Start of Available data

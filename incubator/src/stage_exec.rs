//! Fault-isolating execution of one stage's participant tasks.
//!
//! Every participant task runs on the [`crate::pool`] runner, wrapped so that
//! an error or a panic becomes a [`FailureRecord`] instead of taking down
//! its siblings. Successes are reported as they land so the orchestrator
//! can checkpoint each participant immediately.

use std::collections::{BTreeMap, BTreeSet};
use std::panic::{self, AssertUnwindSafe};

use anyhow::{Result, anyhow, bail};
use serde_json::json;
use tracing::{info, instrument, warn};

use crate::core::types::{FailureRecord, ParticipantId, Stage, truncate_reason};
use crate::io::events::{EventSink, EventType, PipelineEvent};
use crate::pool::{Task, run_all_with};

/// One participant's unit of work.
pub struct ParticipantTask<'a, T> {
    pub participant: ParticipantId,
    pub run: Task<'a, T>,
}

impl<'a, T> ParticipantTask<'a, T> {
    pub fn new(
        participant: impl Into<ParticipantId>,
        run: impl FnOnce() -> Result<T> + Send + 'a,
    ) -> Self {
        Self {
            participant: participant.into(),
            run: Box::new(run),
        }
    }
}

/// Per-participant results of one stage.
#[derive(Debug)]
pub struct StageOutcome<T> {
    pub successes: BTreeMap<ParticipantId, T>,
    /// Failures in task input order.
    pub failures: Vec<FailureRecord>,
}

impl<T> Default for StageOutcome<T> {
    fn default() -> Self {
        Self {
            successes: BTreeMap::new(),
            failures: Vec::new(),
        }
    }
}

pub struct StageExecutor<'e> {
    pub stage: Stage,
    pub parallelism: usize,
    pub reason_limit: usize,
    pub events: &'e dyn EventSink,
}

impl StageExecutor<'_> {
    /// Run every task, isolating failures per participant.
    ///
    /// `on_success` runs on the calling thread as each participant succeeds.
    /// Its errors are not participant failures: the first one aborts the
    /// stage once the in-flight tasks have drained.
    #[instrument(skip_all, fields(stage = %self.stage, participants = tasks.len()))]
    pub fn execute<'a, T, F>(
        &self,
        tasks: Vec<ParticipantTask<'a, T>>,
        mut on_success: F,
    ) -> Result<StageOutcome<T>>
    where
        T: Send + 'a,
        F: FnMut(&str, &T) -> Result<()>,
    {
        if tasks.is_empty() {
            bail!("{} has no participants to run", self.stage);
        }
        let mut seen = BTreeSet::new();
        for task in &tasks {
            if !seen.insert(task.participant.as_str()) {
                bail!(
                    "{} has duplicate participant id {}",
                    self.stage,
                    task.participant
                );
            }
        }

        let ids: Vec<ParticipantId> = tasks.iter().map(|task| task.participant.clone()).collect();
        let isolated: Vec<Task<'a, T>> = tasks.into_iter().map(|task| isolate(task.run)).collect();

        let mut failures: BTreeMap<usize, FailureRecord> = BTreeMap::new();
        let mut observer_error: Option<anyhow::Error> = None;
        let results = run_all_with(isolated, self.parallelism, |index, result| {
            let participant = &ids[index];
            match result {
                Ok(value) => {
                    info!(stage = %self.stage, participant = %participant, "participant succeeded");
                    if observer_error.is_none()
                        && let Err(err) = on_success(participant.as_str(), value)
                    {
                        observer_error = Some(err);
                    }
                }
                Err(err) => {
                    let record = self.failure_record(participant, err);
                    failures.insert(index, record);
                }
            }
        });

        if let Some(err) = observer_error {
            return Err(err);
        }

        let mut outcome = StageOutcome::default();
        for (index, (participant, result)) in ids.into_iter().zip(results).enumerate() {
            match result {
                Ok(value) => {
                    outcome.successes.insert(participant, value);
                }
                Err(err) => {
                    let record = match failures.remove(&index) {
                        Some(record) => record,
                        None => self.failure_record(&participant, &err),
                    };
                    outcome.failures.push(record);
                }
            }
        }

        info!(
            stage = %self.stage,
            succeeded = outcome.successes.len(),
            failed = outcome.failures.len(),
            "stage participants finished"
        );
        Ok(outcome)
    }

    fn failure_record(&self, participant: &str, err: &anyhow::Error) -> FailureRecord {
        let reason = truncate_reason(&format!("{err:#}"), self.reason_limit);
        warn!(stage = %self.stage, participant, reason = %reason, "participant failed");
        self.events.emit(
            &PipelineEvent::new(EventType::ParticipantError, format!("{participant} failed"))
                .with_stage(self.stage)
                .with_participant(participant)
                .with_data(json!({"reason": reason})),
        );
        FailureRecord {
            participant: participant.to_string(),
            stage: self.stage,
            reason,
            timestamp: chrono::Utc::now().to_rfc3339(),
        }
    }
}

fn isolate<'a, T: 'a>(run: Task<'a, T>) -> Task<'a, T> {
    Box::new(move || match panic::catch_unwind(AssertUnwindSafe(run)) {
        Ok(result) => result,
        Err(payload) => Err(anyhow!("task panicked: {}", panic_message(payload.as_ref()))),
    })
}

fn panic_message(payload: &(dyn std::any::Any + Send)) -> String {
    if let Some(message) = payload.downcast_ref::<&str>() {
        (*message).to_string()
    } else if let Some(message) = payload.downcast_ref::<String>() {
        message.clone()
    } else {
        "unknown panic payload".to_string()
    }
}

End of Available data

* Your goal *
I'd like the lines above from the one with "of one stage." up to and including the one with "one aborts the" copied exactly, with no other lines.

* Expected answer *
/// Per-participant results of one stage.
#[derive(Debug)]
pub struct StageOutcome<T> {
    pub successes: BTreeMap<ParticipantId, T>,
    /// Failures in task input order.
    pub failures: Vec<FailureRecord>,
}

impl<T> Default for StageOutcome<T> {
    fn default() -> Self {
        Self {
            successes: BTreeMap::new(),
            failures: Vec::new(),
        }
    }
}

pub struct StageExecutor<'e> {
    pub stage: Stage,
    pub parallelism: usize,
    pub reason_limit: usize,
    pub events: &'e dyn EventSink,
}

impl StageExecutor<'_> {
    /// Run every task, isolating failures per participant.
    ///
    /// `on_success` runs on the calling thread as each participant succeeds.
    /// Its errors are not participant failures: the first one aborts the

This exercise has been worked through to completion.